(Saved data entries)

::::

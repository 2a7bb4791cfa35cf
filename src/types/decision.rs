use crate::types::{
    AccuracyMetrics, Bar, IndicatorSet, MasterScore, NewsItem, Pattern, RiskMetrics, SentimentResult, Signal,
    UnusualActivityReport,
};
use serde::{Deserialize, Serialize};

/// Coverage of the computed indicator set.
#[derive(Debug, Clone, Copy, PartialEq, Eq, Serialize, Deserialize)]
#[serde(rename_all = "SCREAMING_SNAKE_CASE")]
pub enum DataQuality {
    High,
    Medium,
}

impl DataQuality {
    /// HIGH when at least 80% of expected indicators are present.
    pub fn from_ratio(ratio: f64) -> Self {
        if ratio >= 0.8 {
            DataQuality::High
        } else {
            DataQuality::Medium
        }
    }
}

/// Everything the pipeline needs for one symbol.
#[derive(Debug, Clone, Default, PartialEq, Serialize, Deserialize)]
#[serde(rename_all = "camelCase")]
pub struct AnalysisRequest {
    pub symbol: String,
    pub bars: Vec<Bar>,
    #[serde(default)]
    pub news: Vec<NewsItem>,
    /// Live price; defaults to the last close.
    #[serde(default)]
    pub current_price: Option<f64>,
    /// Benchmark return over the evaluation window, used to score pending signals.
    #[serde(default)]
    pub benchmark_return: Option<f64>,
}

impl AnalysisRequest {
    pub fn new(symbol: &str, bars: Vec<Bar>) -> Self {
        Self {
            symbol: symbol.to_string(),
            bars,
            ..Default::default()
        }
    }

    pub fn with_news(mut self, news: Vec<NewsItem>) -> Self {
        self.news = news;
        self
    }

    pub fn with_current_price(mut self, price: f64) -> Self {
        self.current_price = Some(price);
        self
    }

    pub fn with_benchmark_return(mut self, benchmark_return: f64) -> Self {
        self.benchmark_return = Some(benchmark_return);
        self
    }
}

/// Combined view merging the score, sentiment, activity and track record.
#[derive(Debug, Clone, PartialEq, Serialize, Deserialize)]
#[serde(rename_all = "camelCase")]
pub struct InvestmentDecision {
    pub symbol: String,
    pub master_score: MasterScore,
    pub indicators: IndicatorSet,
    pub signals: Vec<Signal>,
    pub patterns: Vec<Pattern>,
    pub risk_metrics: Option<RiskMetrics>,
    pub sentiment: SentimentResult,
    pub unusual_activity: UnusualActivityReport,
    pub signal_performance: Option<AccuracyMetrics>,
    pub data_quality: DataQuality,
    pub generated_at: i64,
}
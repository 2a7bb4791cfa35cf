//! On-Balance Volume (OBV) indicator.

use crate::error::Result;
use crate::services::indicators::{ensure_periods, Indicator};
use crate::services::rolling;
use crate::types::{Bar, IndicatorCategory, IndicatorOutput};

/// OBV (On-Balance Volume) indicator.
///
/// Cumulative volume, added on up closes and subtracted on down closes.
/// Seeded with the first bar's volume.
pub struct Obv {
    min_bars: usize,
}

impl Default for Obv {
    fn default() -> Self {
        Self { min_bars: 20 }
    }
}

impl Obv {
    fn obv(bars: &[Bar]) -> f64 {
        bars.windows(2).fold(bars[0].volume, |obv, w| {
            if w[1].close > w[0].close {
                obv + w[1].volume
            } else if w[1].close < w[0].close {
                obv - w[1].volume
            } else {
                obv
            }
        })
    }
}

impl Indicator for Obv {
    fn id(&self) -> &str {
        "obv"
    }

    fn name(&self) -> &str {
        "OBV"
    }

    fn category(&self) -> IndicatorCategory {
        IndicatorCategory::Volume
    }

    fn min_periods(&self) -> usize {
        self.min_bars
    }

    fn calculate(&self, bars: &[Bar]) -> Result<IndicatorOutput> {
        ensure_periods(bars, self.min_periods().max(1))?;
        Ok(IndicatorOutput::new().value("obv", rolling::finite(Self::obv(bars))))
    }
}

::::

WHAT IS NEEDED
All entries must come back exactly as they were written.

RESPONSE AREA
repository 2a7bb4791cfa35cf
filename src/types/decision.rs
use crate::types::{
    AccuracyMetrics, Bar, IndicatorSet, MasterScore, NewsItem, Pattern, RiskMetrics, SentimentResult, Signal,
    UnusualActivityReport,
};
use serde::{Deserialize, Serialize};

/// Coverage of the computed indicator set.
#[derive(Debug, Clone, Copy, PartialEq, Eq, Serialize, Deserialize)]
#[serde(rename_all = "SCREAMING_SNAKE_CASE")]
pub enum DataQuality {
    High,
    Medium,
}

impl DataQuality {
    /// HIGH when at least 80% of expected indicators are present.
    pub fn from_ratio(ratio: f64) -> Self {
        if ratio >= 0.8 {
            DataQuality::High
        } else {
            DataQuality::Medium
        }
    }
}

/// Everything the pipeline needs for one symbol.
#[derive(Debug, Clone, Default, PartialEq, Serialize, Deserialize)]
#[serde(rename_all = "camelCase")]
pub struct AnalysisRequest {
    pub symbol: String,
    pub bars: Vec<Bar>,
    #[serde(default)]
    pub news: Vec<NewsItem>,
    /// Live price; defaults to the last close.
    #[serde(default)]
    pub current_price: Option<f64>,
    /// Benchmark return over the evaluation window, used to score pending signals.
    #[serde(default)]
    pub benchmark_return: Option<f64>,
}

impl AnalysisRequest {
    pub fn new(symbol: &str, bars: Vec<Bar>) -> Self {
        Self {
            symbol: symbol.to_string(),
            bars,
            ..Default::default()
        }
    }

    pub fn with_news(mut self, news: Vec<NewsItem>) -> Self {
        self.news = news;
        self
    }

    pub fn with_current_price(mut self, price: f64) -> Self {
        self.current_price = Some(price);
        self
    }

    pub fn with_benchmark_return(mut self, benchmark_return: f64) -> Self {
        self.benchmark_return = Some(benchmark_return);
        self
    }
}

/// Combined view merging the score, sentiment, activity and track record.
#[derive(Debug, Clone, PartialEq, Serialize, Deserialize)]
#[serde(rename_all = "camelCase")]
pub struct InvestmentDecision {
    pub symbol: String,
    pub master_score: MasterScore,
    pub indicators: IndicatorSet,
    pub signals: Vec<Signal>,
    pub patterns: Vec<Pattern>,
    pub risk_metrics: Option<RiskMetrics>,
    pub sentiment: SentimentResult,
    pub unusual_activity: UnusualActivityReport,
    pub signal_performance: Option<AccuracyMetrics>,
    pub data_quality: DataQuality,
    pub generated_at: i64,
}
repository 2a7bb4791cfa35cf
//! On-Balance Volume (OBV) indicator.

use crate::error::Result;
use crate::services::indicators::{ensure_periods, Indicator};
use crate::services::rolling;
use crate::types::{Bar, IndicatorCategory, IndicatorOutput};

/// OBV (On-Balance Volume) indicator.
///
/// Cumulative volume, added on up closes and subtracted on down closes.
/// Seeded with the first bar's volume.
pub struct Obv {
    min_bars: usize,
}

impl Default for Obv {
    fn default() -> Self {
        Self { min_bars: 20 }
    }
}

impl Obv {
    fn obv(bars: &[Bar]) -> f64 {
        bars.windows(2).fold(bars[0].volume, |obv, w| {
            if w[1].close > w[0].close {
                obv + w[1].volume
            } else if w[1].close < w[0].close {
                obv - w[1].volume
            } else {
                obv
            }
        })
    }
}

impl Indicator for Obv {
    fn id(&self) -> &str {
        "obv"
    }

    fn name(&self) -> &str {
        "OBV"
    }

    fn category(&self) -> IndicatorCategory {
        IndicatorCategory::Volume
    }

    fn min_periods(&self) -> usize {
        self.min_bars
    }

    fn calculate(&self, bars: &[Bar]) -> Result<IndicatorOutput> {
        ensure_periods(bars, self.min_periods().max(1))?;
        Ok(IndicatorOutput::new().value("obv", rolling::finite(Self::obv(bars))))
    }
}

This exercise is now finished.